Exercise data:
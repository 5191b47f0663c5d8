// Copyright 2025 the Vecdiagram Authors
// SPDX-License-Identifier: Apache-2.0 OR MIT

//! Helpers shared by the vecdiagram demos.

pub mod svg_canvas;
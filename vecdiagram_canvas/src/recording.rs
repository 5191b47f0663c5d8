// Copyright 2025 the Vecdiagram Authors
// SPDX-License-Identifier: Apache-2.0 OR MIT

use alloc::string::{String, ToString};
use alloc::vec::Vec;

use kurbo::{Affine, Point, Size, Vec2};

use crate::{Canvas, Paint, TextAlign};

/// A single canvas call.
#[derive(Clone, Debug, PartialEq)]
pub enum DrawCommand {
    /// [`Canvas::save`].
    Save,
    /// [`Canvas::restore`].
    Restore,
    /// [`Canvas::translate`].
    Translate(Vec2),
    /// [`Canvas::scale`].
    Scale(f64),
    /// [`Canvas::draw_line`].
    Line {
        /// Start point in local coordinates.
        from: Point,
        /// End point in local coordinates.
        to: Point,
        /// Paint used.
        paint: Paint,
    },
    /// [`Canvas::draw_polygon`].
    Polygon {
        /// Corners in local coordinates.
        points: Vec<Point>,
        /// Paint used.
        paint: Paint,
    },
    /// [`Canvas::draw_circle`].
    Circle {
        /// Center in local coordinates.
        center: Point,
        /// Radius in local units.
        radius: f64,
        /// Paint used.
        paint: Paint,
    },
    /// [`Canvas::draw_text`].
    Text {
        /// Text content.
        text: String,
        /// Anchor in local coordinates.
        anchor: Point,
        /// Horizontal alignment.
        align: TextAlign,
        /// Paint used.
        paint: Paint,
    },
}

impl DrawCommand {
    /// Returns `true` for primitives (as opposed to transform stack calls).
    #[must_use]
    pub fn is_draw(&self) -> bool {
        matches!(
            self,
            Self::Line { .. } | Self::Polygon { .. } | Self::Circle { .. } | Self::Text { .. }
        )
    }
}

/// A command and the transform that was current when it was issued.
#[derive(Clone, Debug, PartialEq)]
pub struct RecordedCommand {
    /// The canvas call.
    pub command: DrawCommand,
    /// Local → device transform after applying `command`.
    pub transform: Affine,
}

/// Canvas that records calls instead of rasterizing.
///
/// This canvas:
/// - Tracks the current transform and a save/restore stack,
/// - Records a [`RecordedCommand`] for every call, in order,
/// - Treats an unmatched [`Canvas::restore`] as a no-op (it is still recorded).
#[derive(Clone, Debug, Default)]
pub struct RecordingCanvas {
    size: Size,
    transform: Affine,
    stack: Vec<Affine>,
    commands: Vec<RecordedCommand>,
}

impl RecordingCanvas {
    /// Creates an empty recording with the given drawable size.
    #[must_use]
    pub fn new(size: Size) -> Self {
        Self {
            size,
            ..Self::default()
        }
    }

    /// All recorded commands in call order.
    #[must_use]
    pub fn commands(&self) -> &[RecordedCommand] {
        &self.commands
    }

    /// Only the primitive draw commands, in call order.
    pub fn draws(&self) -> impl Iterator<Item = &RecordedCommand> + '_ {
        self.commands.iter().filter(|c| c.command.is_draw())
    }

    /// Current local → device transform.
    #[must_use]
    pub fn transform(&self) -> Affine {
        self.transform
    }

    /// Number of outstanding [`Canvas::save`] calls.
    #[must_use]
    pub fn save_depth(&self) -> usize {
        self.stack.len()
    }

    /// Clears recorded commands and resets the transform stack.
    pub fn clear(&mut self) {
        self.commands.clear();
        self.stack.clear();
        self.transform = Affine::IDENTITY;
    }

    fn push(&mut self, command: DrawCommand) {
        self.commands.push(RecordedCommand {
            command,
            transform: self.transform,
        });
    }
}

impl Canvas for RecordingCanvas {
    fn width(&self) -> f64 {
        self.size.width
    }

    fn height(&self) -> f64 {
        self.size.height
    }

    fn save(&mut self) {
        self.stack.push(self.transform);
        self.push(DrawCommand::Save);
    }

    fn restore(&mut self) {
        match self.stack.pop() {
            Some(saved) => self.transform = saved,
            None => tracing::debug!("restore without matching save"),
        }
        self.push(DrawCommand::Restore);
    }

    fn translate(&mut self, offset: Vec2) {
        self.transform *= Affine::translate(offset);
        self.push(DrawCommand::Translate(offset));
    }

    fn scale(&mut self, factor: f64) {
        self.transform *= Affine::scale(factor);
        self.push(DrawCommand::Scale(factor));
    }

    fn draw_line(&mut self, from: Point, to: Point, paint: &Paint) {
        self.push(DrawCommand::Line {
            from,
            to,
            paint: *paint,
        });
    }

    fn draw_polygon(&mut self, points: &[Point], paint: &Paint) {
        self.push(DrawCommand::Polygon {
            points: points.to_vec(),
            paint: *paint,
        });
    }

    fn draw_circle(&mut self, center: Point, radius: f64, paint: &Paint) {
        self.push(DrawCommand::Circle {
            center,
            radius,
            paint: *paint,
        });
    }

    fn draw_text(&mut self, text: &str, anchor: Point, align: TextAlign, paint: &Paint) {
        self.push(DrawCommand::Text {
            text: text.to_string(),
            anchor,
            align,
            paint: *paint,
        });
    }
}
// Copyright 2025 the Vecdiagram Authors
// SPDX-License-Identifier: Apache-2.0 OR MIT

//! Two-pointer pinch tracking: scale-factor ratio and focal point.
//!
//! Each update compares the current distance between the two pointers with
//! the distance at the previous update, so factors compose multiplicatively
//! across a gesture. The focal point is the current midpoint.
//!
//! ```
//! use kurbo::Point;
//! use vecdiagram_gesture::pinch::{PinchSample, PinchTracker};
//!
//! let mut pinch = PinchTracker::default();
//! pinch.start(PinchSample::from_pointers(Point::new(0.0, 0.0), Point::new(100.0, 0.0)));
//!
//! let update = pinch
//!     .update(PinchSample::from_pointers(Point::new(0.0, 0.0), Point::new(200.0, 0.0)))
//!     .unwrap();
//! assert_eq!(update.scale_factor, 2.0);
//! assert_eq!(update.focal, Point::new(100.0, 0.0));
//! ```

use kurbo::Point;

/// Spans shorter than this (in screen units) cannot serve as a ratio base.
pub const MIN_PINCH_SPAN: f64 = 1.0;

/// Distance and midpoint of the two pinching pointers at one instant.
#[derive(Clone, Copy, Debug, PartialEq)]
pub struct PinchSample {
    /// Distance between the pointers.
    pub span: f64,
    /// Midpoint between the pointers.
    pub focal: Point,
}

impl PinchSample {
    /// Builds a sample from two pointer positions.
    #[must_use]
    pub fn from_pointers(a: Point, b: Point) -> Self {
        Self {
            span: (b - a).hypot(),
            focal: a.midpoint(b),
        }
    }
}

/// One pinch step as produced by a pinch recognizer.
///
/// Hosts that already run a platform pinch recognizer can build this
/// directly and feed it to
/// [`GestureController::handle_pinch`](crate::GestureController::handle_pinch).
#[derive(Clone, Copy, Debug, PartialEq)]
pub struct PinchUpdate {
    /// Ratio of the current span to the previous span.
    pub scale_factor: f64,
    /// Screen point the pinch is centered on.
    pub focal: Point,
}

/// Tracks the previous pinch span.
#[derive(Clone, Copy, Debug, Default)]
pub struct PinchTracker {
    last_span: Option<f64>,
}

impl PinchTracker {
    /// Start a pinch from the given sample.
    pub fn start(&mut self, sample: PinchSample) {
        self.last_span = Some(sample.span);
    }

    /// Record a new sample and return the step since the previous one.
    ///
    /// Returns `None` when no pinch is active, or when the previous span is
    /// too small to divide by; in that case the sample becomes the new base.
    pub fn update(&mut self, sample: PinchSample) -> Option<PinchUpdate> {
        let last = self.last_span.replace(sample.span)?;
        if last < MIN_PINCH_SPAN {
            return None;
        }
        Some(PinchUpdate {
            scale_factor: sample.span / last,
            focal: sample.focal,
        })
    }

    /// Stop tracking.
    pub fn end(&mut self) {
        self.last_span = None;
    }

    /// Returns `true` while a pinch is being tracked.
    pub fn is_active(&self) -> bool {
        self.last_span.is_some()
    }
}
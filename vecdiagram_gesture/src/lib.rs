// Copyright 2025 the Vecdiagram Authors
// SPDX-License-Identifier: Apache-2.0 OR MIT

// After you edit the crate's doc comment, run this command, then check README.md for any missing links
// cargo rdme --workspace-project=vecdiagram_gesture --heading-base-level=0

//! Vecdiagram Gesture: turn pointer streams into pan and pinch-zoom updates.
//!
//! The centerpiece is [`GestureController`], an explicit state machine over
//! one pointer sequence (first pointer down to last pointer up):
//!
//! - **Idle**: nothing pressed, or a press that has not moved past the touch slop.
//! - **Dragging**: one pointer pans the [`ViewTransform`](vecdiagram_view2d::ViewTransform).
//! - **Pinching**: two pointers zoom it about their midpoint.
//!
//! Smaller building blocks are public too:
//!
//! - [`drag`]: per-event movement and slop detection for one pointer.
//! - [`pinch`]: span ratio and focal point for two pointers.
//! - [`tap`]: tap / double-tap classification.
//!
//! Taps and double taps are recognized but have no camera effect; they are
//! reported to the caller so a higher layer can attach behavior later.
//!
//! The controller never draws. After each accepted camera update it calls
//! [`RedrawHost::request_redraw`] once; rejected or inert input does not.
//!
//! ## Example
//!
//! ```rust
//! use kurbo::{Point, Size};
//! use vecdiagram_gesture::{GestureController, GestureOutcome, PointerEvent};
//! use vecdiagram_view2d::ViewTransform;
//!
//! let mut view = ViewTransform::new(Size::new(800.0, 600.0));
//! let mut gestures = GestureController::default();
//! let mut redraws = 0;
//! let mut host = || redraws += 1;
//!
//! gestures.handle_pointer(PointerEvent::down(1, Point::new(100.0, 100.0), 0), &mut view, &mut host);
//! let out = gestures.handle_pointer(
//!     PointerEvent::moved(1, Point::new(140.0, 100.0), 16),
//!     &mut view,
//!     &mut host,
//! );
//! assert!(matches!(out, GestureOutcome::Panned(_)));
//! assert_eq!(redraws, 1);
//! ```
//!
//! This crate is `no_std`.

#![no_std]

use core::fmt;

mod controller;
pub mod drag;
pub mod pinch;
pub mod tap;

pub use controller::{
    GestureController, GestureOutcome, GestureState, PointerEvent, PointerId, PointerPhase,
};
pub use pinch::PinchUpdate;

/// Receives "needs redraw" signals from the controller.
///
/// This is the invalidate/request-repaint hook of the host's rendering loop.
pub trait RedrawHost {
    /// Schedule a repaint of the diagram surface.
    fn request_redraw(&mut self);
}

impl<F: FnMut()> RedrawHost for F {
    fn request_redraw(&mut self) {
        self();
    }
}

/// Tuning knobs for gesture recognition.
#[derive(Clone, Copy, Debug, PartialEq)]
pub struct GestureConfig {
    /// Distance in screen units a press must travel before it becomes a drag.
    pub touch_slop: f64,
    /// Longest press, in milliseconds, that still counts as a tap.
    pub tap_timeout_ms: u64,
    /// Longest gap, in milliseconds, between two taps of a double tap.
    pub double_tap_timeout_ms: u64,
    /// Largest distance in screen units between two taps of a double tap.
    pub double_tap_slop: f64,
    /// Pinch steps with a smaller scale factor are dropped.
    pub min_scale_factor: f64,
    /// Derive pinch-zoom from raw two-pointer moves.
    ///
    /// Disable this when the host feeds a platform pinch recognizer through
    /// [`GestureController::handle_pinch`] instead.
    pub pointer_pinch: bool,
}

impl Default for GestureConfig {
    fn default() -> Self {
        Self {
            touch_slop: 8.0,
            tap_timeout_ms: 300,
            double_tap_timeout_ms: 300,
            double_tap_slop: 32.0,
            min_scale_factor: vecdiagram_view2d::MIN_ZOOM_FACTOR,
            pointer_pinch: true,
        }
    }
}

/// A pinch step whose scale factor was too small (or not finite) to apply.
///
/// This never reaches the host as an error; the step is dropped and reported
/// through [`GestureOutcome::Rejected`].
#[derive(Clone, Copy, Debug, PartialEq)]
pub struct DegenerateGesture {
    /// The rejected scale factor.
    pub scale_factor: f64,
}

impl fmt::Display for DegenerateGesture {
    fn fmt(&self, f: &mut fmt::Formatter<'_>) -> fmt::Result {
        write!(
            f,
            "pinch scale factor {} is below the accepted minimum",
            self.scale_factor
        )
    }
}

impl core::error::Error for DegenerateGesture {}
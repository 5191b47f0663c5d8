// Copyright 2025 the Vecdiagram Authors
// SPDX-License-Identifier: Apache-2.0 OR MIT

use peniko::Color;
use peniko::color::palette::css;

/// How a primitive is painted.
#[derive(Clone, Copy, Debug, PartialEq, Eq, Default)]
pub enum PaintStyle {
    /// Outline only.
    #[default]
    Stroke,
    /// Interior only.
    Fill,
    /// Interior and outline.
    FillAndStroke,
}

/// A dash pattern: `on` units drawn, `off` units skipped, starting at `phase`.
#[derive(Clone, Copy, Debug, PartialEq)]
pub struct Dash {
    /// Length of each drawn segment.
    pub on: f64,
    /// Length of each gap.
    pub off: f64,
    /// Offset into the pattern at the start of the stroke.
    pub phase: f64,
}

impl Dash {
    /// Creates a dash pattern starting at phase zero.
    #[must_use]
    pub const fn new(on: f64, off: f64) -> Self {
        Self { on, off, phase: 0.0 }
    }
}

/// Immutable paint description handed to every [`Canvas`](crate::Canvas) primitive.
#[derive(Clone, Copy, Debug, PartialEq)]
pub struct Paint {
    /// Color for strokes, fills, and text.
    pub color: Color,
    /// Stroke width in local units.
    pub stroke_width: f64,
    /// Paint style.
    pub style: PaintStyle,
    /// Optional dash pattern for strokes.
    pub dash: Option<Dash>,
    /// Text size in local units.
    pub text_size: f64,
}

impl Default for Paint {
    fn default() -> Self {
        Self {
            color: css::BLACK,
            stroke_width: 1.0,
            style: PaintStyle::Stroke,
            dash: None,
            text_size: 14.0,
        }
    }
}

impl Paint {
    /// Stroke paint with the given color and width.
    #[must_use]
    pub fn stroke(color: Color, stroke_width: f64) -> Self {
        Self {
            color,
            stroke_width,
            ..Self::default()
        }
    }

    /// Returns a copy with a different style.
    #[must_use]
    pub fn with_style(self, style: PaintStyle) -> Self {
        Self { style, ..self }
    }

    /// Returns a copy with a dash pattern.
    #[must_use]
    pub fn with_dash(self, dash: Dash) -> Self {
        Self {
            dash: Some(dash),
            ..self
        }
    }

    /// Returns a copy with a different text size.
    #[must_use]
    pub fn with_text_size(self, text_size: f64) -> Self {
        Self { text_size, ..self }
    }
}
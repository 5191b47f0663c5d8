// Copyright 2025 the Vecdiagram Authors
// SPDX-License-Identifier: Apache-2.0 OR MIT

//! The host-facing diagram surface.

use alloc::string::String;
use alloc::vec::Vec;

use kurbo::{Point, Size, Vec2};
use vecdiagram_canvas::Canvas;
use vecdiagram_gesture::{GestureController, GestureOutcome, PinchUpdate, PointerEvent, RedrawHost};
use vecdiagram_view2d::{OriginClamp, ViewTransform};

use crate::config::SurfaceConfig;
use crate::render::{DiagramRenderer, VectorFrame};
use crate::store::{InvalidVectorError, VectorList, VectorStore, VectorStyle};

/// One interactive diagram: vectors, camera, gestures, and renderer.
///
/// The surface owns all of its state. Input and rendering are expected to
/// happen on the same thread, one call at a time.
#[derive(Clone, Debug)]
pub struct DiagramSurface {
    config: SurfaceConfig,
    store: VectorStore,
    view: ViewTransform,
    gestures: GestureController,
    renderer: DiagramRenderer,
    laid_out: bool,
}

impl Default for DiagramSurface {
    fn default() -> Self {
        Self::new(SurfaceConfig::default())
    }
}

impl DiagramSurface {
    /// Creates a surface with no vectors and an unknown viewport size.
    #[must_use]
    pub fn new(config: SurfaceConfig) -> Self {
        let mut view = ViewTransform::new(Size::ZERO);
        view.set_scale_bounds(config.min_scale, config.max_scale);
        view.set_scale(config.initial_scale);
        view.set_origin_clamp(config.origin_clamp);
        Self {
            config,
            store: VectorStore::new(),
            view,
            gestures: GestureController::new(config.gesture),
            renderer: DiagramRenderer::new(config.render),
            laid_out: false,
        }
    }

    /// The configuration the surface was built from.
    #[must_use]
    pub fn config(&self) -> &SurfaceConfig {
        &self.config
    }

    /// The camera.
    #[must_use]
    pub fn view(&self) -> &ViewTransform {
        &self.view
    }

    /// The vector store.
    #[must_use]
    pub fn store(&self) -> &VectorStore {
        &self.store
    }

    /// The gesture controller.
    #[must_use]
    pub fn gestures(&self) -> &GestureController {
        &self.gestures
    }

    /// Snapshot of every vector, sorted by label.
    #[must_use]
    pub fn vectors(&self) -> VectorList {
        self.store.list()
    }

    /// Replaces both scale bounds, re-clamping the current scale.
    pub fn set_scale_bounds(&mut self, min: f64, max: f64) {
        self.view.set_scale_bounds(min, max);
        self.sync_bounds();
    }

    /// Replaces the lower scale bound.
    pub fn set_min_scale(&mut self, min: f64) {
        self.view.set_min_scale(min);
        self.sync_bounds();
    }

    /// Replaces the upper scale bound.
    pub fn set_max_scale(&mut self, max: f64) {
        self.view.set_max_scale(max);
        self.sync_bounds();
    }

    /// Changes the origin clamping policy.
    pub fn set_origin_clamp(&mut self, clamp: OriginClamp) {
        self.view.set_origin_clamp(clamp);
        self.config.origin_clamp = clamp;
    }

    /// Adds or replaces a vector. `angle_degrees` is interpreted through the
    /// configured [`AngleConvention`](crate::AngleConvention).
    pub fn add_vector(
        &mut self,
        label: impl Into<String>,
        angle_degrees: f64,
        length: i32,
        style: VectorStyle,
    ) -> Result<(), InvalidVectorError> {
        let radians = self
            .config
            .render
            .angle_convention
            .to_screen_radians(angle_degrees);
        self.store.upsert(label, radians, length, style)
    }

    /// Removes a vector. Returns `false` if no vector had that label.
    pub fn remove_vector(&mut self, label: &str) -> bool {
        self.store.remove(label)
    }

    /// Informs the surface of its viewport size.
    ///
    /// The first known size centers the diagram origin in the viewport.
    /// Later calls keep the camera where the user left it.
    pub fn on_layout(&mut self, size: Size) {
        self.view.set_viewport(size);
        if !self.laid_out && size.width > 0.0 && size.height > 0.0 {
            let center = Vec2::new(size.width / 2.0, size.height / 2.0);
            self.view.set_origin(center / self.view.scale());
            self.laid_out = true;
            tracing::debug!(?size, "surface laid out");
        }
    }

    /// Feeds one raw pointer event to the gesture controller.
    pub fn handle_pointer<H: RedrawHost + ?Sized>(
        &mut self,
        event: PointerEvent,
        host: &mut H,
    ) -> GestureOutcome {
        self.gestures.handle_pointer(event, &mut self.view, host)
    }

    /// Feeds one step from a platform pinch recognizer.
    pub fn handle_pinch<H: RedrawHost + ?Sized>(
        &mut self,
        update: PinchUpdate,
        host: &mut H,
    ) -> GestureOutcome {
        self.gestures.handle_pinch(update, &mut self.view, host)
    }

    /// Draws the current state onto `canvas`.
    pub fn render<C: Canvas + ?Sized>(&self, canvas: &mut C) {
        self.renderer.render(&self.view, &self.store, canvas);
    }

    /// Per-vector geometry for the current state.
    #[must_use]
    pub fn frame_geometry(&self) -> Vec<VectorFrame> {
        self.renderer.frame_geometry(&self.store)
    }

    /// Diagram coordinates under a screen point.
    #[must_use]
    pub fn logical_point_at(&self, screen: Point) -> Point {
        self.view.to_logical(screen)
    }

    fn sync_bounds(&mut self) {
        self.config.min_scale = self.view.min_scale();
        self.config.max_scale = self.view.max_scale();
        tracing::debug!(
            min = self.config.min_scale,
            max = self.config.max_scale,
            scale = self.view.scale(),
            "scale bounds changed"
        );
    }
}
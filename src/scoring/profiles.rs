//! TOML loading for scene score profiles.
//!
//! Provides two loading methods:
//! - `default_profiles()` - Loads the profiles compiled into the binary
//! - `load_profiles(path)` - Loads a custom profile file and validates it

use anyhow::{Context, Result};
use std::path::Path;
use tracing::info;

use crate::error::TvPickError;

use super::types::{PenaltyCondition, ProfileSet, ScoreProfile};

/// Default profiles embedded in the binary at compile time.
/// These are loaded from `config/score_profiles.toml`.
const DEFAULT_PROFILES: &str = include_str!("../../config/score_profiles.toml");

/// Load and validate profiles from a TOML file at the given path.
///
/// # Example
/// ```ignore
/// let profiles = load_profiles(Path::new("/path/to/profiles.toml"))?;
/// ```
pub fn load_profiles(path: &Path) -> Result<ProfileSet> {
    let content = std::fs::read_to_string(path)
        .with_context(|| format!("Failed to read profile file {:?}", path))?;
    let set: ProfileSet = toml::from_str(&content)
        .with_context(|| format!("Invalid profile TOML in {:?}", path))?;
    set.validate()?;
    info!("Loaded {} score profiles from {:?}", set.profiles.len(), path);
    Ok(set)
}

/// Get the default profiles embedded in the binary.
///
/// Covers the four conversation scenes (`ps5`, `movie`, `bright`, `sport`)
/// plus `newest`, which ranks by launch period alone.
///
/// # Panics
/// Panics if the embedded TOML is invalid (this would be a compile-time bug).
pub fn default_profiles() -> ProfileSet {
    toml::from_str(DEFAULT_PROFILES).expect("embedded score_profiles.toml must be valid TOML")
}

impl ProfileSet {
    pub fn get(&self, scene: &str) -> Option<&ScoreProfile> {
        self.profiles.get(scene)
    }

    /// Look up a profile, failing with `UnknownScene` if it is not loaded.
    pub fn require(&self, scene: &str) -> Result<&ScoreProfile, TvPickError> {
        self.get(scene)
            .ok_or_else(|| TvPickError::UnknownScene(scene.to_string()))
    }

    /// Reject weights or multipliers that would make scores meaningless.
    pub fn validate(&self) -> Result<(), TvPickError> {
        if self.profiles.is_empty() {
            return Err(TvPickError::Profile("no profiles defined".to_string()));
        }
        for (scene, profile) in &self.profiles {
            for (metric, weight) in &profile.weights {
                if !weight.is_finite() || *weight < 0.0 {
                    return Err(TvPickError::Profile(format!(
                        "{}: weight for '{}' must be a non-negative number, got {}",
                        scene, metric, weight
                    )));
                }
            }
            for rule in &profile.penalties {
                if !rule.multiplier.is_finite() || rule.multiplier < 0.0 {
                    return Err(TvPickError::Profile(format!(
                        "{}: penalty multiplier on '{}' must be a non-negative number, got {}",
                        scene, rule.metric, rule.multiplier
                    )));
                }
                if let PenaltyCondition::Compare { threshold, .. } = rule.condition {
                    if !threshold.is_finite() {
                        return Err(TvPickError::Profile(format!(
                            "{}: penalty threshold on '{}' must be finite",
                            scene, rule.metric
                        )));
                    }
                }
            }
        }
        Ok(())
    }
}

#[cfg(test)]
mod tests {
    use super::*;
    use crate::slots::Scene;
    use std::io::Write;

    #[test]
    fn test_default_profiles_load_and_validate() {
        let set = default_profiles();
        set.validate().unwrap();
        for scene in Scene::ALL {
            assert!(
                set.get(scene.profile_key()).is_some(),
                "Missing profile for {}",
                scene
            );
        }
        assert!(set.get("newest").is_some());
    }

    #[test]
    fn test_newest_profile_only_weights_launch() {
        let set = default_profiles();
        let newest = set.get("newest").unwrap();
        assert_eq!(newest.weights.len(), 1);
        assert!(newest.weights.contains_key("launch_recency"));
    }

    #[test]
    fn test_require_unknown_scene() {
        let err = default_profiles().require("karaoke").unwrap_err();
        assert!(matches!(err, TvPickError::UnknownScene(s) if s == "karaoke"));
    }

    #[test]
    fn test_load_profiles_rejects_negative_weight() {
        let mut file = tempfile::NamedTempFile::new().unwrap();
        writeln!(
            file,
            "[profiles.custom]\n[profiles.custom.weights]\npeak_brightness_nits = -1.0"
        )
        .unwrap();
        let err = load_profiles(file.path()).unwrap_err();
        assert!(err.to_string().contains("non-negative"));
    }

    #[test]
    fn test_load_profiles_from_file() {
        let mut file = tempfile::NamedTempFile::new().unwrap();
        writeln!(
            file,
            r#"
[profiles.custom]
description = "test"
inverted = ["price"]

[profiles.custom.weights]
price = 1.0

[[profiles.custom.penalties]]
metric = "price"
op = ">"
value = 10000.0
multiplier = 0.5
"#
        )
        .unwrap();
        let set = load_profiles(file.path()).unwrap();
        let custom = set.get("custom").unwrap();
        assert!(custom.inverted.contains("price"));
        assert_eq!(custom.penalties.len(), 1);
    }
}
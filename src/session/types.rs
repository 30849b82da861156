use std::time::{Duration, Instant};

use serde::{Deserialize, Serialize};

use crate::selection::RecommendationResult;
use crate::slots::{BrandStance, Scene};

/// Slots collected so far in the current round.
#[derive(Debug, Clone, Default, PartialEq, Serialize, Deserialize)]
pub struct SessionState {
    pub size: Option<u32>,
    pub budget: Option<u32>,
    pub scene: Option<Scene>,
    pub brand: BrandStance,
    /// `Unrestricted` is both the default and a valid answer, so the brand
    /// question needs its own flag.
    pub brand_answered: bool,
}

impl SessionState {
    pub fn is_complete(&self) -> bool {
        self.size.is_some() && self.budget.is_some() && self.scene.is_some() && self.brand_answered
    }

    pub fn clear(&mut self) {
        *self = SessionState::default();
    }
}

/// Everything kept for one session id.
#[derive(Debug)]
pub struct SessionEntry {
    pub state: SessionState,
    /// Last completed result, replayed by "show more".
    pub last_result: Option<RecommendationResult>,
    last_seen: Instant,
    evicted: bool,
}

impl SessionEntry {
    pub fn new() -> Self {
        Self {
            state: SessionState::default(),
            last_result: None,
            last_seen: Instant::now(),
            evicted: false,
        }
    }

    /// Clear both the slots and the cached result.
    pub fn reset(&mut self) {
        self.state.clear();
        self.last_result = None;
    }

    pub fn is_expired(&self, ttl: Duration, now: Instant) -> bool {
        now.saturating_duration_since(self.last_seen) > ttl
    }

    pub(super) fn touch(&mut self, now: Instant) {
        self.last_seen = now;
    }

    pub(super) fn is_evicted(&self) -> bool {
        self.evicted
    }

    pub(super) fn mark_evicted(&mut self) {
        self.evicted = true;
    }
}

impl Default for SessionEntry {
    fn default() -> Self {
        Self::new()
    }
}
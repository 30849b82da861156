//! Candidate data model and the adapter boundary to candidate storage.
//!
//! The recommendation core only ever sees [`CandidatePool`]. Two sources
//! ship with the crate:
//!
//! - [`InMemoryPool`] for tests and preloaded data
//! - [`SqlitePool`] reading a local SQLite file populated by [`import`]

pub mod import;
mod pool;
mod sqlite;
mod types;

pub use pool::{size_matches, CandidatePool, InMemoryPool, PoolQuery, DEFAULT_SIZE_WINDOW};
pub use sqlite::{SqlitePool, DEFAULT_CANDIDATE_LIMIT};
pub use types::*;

Task details: Filter the entries above and return only the lines holding "between".

Result of the exercise:
//! Each update compares the current distance between the two pointers with
    /// Distance between the pointers.
    /// Midpoint between the pointers.
    /// Longest gap, in milliseconds, between two taps of a double tap.
    /// Largest distance in screen units between two taps of a double tap.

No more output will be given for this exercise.